Antes da transferência, o macho foi batizado de Irapuã, nome de origem tupi-guarani que significa agilidade e força. A decisão de retirá-lo da natureza ocorreu após a constatação do risco de novos incidentes, já que o animal apresentava elevado grau de habituação humana.
“Trata-se de um indivíduo que já não reage com o instinto de fuga típico da espécie; isso torna sua soltura um processo mais complexo e arriscado, tanto para ele quanto para as pessoas”, explicou o médico-veterinário Jorge Salomão Jr., responsável técnico pelo mantenedor de fauna do Instituto Ampara Animal.
Durante o I Workshop Internacional Conflitos com Grandes Felinos: Riscos, Causas e Soluções, realizado em 27 de agosto em Campo Grande, foi revelado que a transferência também visou evitar possíveis retaliações contra o animal.
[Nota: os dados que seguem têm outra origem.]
//! Variable sources consulted by the first segment of a path.

use std::sync::Arc;

use vp_reflect::Value;
use vp_utils::hash::HashMap;

/// Supplies named variables to an evaluation.
///
/// A path whose first segment names a variable starts from that variable's
/// value instead of the context object.
pub trait VariableResolver: Send + Sync {
    /// Returns the value bound to `name`, or `None` if unbound.
    ///
    /// A variable bound to `null` is returned as `Some(Value::Null)`.
    fn resolve(&self, name: &str) -> Option<Value>;
}

/// A resolver with no variables.
#[derive(Debug, Default, Clone, Copy)]
pub struct NoVariables;

impl VariableResolver for NoVariables {
    #[inline]
    fn resolve(&self, _name: &str) -> Option<Value> {
        None
    }
}

/// A resolver backed by a map.
#[derive(Debug, Default, Clone)]
pub struct MapVariables {
    values: HashMap<Arc<str>, Value>,
}

impl MapVariables {
    #[inline]
    pub fn new() -> Self {
        Self::default()
    }

    /// Binds `name`, returning the previous value.
    pub fn insert(&mut self, name: impl Into<Arc<str>>, value: impl Into<Value>) -> Option<Value> {
        self.values.insert(name.into(), value.into())
    }

    pub fn remove(&mut self, name: &str) -> Option<Value> {
        self.values.remove(name)
    }

    #[inline]
    pub fn len(&self) -> usize {
        self.values.len()
    }

    #[inline]
    pub fn is_empty(&self) -> bool {
        self.values.is_empty()
    }
}

impl VariableResolver for MapVariables {
    fn resolve(&self, name: &str) -> Option<Value> {
        self.values.get(name).cloned()
    }
}

impl<K: Into<Arc<str>>, V: Into<Value>> FromIterator<(K, V)> for MapVariables {
    fn from_iter<I: IntoIterator<Item = (K, V)>>(iter: I) -> Self {
        let mut vars = Self::new();
        for (name, value) in iter {
            vars.insert(name, value);
        }
        vars
    }
}

/// Consults `first`, then `second`.
#[derive(Debug, Clone, Copy)]
pub struct Chain<A, B> {
    pub first: A,
    pub second: B,
}

impl<A: VariableResolver, B: VariableResolver> VariableResolver for Chain<A, B> {
    fn resolve(&self, name: &str) -> Option<Value> {
        self.first.resolve(name).or_else(|| self.second.resolve(name))
    }
}

impl<T: VariableResolver + ?Sized> VariableResolver for &T {
    #[inline]
    fn resolve(&self, name: &str) -> Option<Value> {
        (**self).resolve(name)
    }
}

impl<T: VariableResolver + ?Sized> VariableResolver for Arc<T> {
    #[inline]
    fn resolve(&self, name: &str) -> Option<Value> {
        (**self).resolve(name)
    }
}

#[cfg(test)]
mod tests {
    use super::{Chain, MapVariables, NoVariables, VariableResolver};
    use vp_reflect::Value;

    #[test]
    fn null_binding_is_distinct_from_unbound() {
        let vars: MapVariables = [("x", Value::Null)].into_iter().collect();
        assert_eq!(vars.resolve("x"), Some(Value::Null));
        assert_eq!(vars.resolve("y"), None);
        assert_eq!(NoVariables.resolve("x"), None);
    }

    #[test]
    fn chain_prefers_first() {
        let a: MapVariables = [("x", 1)].into_iter().collect();
        let b: MapVariables = [("x", 2), ("y", 3)].into_iter().collect();
        let chain = Chain { first: &a, second: &b };
        assert_eq!(chain.resolve("x"), Some(Value::Int(1)));
        assert_eq!(chain.resolve("y"), Some(Value::Int(3)));
        assert_eq!(chain.resolve("z"), None);
    }
}
//! Member descriptors of registered types.
//!
//! A [`TypeInfo`] lists the fields, methods and constructors that
//! expressions may reach on a type. Descriptors carry their behavior as
//! shared closures, so a resolved member can be invoked from any thread.

// -----------------------------------------------------------------------------
// Modules

mod field_info;
mod method_info;
mod type_info;

pub mod args;

// -----------------------------------------------------------------------------
// Exports

pub use field_info::{FieldInfo, Getter};
pub use method_info::{ConstructorInfo, Factory, Invoker, MethodInfo};
pub use type_info::TypeInfo;

// -----------------------------------------------------------------------------
// Internal

use crate::error::InvokeError;
use crate::value::{HostObject, Value};

pub(crate) fn downcast_receiver<T: HostObject>(receiver: &Value) -> Result<&T, InvokeError> {
    receiver
        .downcast_ref::<T>()
        .ok_or_else(|| InvokeError::ReceiverMismatch {
            expected: core::any::type_name::<T>(),
            actual: receiver.type_name(),
        })
}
“A gente queria eliminar qualquer chance de animosidade. Se esse animal ficasse no Estado, poderia representar um risco a ele e dificultar a gestão desse ambiente do ponto de vista da reação das pessoas”, afirmou Arthur Falcette, secretário-adjunto da Semadesc, durante o evento promovido pelo Instituto SOS Pantanal.